Record extracts>
◇ ◇ ◇ ◇

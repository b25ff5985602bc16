//! Runtime wrapper that owns the state, the API handle and the dismiss timer.

use std::time::Duration;

use tokio::sync::mpsc::{self, UnboundedReceiver, UnboundedSender};
use uuid::Uuid;

use super::http::TodoApi;
use super::notify::{DismissTimer, NOTIFICATION_TTL};
use super::state::AppState;

/// A user action, applied to the state through its transition.
#[derive(Debug, Clone, PartialEq, Eq)]
pub enum Action {
    Load,
    SetDraft(String),
    Add,
    Toggle(Uuid),
    StartEdit(Uuid),
    SetEditText(String),
    SaveEdit,
    CancelEdit,
    Delete(Uuid),
}

pub struct Session {
    state: AppState,
    api: Box<dyn TodoApi>,
    ttl: Duration,
    timer: Option<DismissTimer>,
    dismiss_tx: UnboundedSender<u64>,
    dismiss_rx: UnboundedReceiver<u64>,
}

impl Session {
    pub fn new(api: impl TodoApi + 'static) -> Self {
        let (dismiss_tx, dismiss_rx) = mpsc::unbounded_channel();
        Self {
            state: AppState::new(),
            api: Box::new(api),
            ttl: NOTIFICATION_TTL,
            timer: None,
            dismiss_tx,
            dismiss_rx,
        }
    }

    pub fn with_ttl(mut self, ttl: Duration) -> Self {
        self.ttl = ttl;
        self
    }

    pub fn state(&self) -> &AppState {
        &self.state
    }

    pub async fn dispatch(&mut self, action: Action) {
        let previous = self.state.notification().map(|n| n.seq);
        let api = &*self.api;

        match action {
            Action::Load => self.state.load(api).await,
            Action::SetDraft(text) => self.state.set_draft(text),
            Action::Add => self.state.add(api).await,
            Action::Toggle(id) => self.state.toggle_complete(api, id).await,
            Action::StartEdit(id) => self.state.start_edit(id),
            Action::SetEditText(text) => self.state.set_edit_text(text),
            Action::SaveEdit => self.state.save_edit(api).await,
            Action::CancelEdit => self.state.cancel_edit(),
            Action::Delete(id) => self.state.delete(api, id).await,
        }

        if let Some(current) = self.state.notification() {
            if previous != Some(current.seq) {
                // Replacing the old timer aborts it.
                self.timer = Some(DismissTimer::schedule(
                    current.seq,
                    self.ttl,
                    self.dismiss_tx.clone(),
                ));
            }
        }
    }

    /// Wait for the next scheduled dismissal and apply it.
    ///
    /// Returns `true` if a notification was cleared. Never completes while no
    /// timer is pending.
    pub async fn next_dismissal(&mut self) -> bool {
        let Some(seq) = self.dismiss_rx.recv().await else {
            return false;
        };

        if self.timer.as_ref().is_some_and(|t| t.seq() == seq) {
            self.timer = None;
        }
        self.state.dismiss_notification(seq)
    }
}

#[cfg(test)]
mod tests {
    use super::*;
    use crate::client::state::NotificationKind;
    use crate::client::testing::FakeApi;

    #[tokio::test(start_paused = true)]
    async fn notification_is_dismissed_after_ttl() {
        let mut session = Session::new(FakeApi::default());
        session.dispatch(Action::Add).await;
        assert_eq!(
            session.state().notification().map(|n| n.kind),
            Some(NotificationKind::Error)
        );

        let started = tokio::time::Instant::now();
        assert!(session.next_dismissal().await);
        assert!(started.elapsed() >= NOTIFICATION_TTL);
        assert!(session.state().notification().is_none());
    }

    #[tokio::test(start_paused = true)]
    async fn newer_notification_restarts_the_timer() {
        let mut session = Session::new(FakeApi::default()).with_ttl(Duration::from_secs(3));

        session.dispatch(Action::Add).await;
        tokio::time::sleep(Duration::from_secs(2)).await;
        session.dispatch(Action::SetDraft("milk".to_string())).await;
        session.dispatch(Action::Add).await;
        let latest = session.state().notification().unwrap().seq;

        let started = tokio::time::Instant::now();
        assert!(session.next_dismissal().await);
        assert!(started.elapsed() >= Duration::from_secs(3));
        assert!(session.state().notification().is_none());
        assert_eq!(session.state().todos()[0].text, "milk");
        assert!(latest > 1);
    }

    #[tokio::test]
    async fn actions_without_notifications_schedule_nothing() {
        let mut session = Session::new(FakeApi::with_todos(&["a"]));
        session.dispatch(Action::Load).await;
        session.dispatch(Action::SetDraft("b".to_string())).await;

        assert!(session.state().notification().is_none());
        assert!(session.timer.is_none());
        assert_eq!(session.state().draft(), "b");
    }
}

◇ ◇ ◇ ◇

Your goal> Copy every line of the data that carries the word "UnboundedSender".

Answer box>
use tokio::sync::mpsc::{self, UnboundedReceiver, UnboundedSender};
    dismiss_tx: UnboundedSender<u64>,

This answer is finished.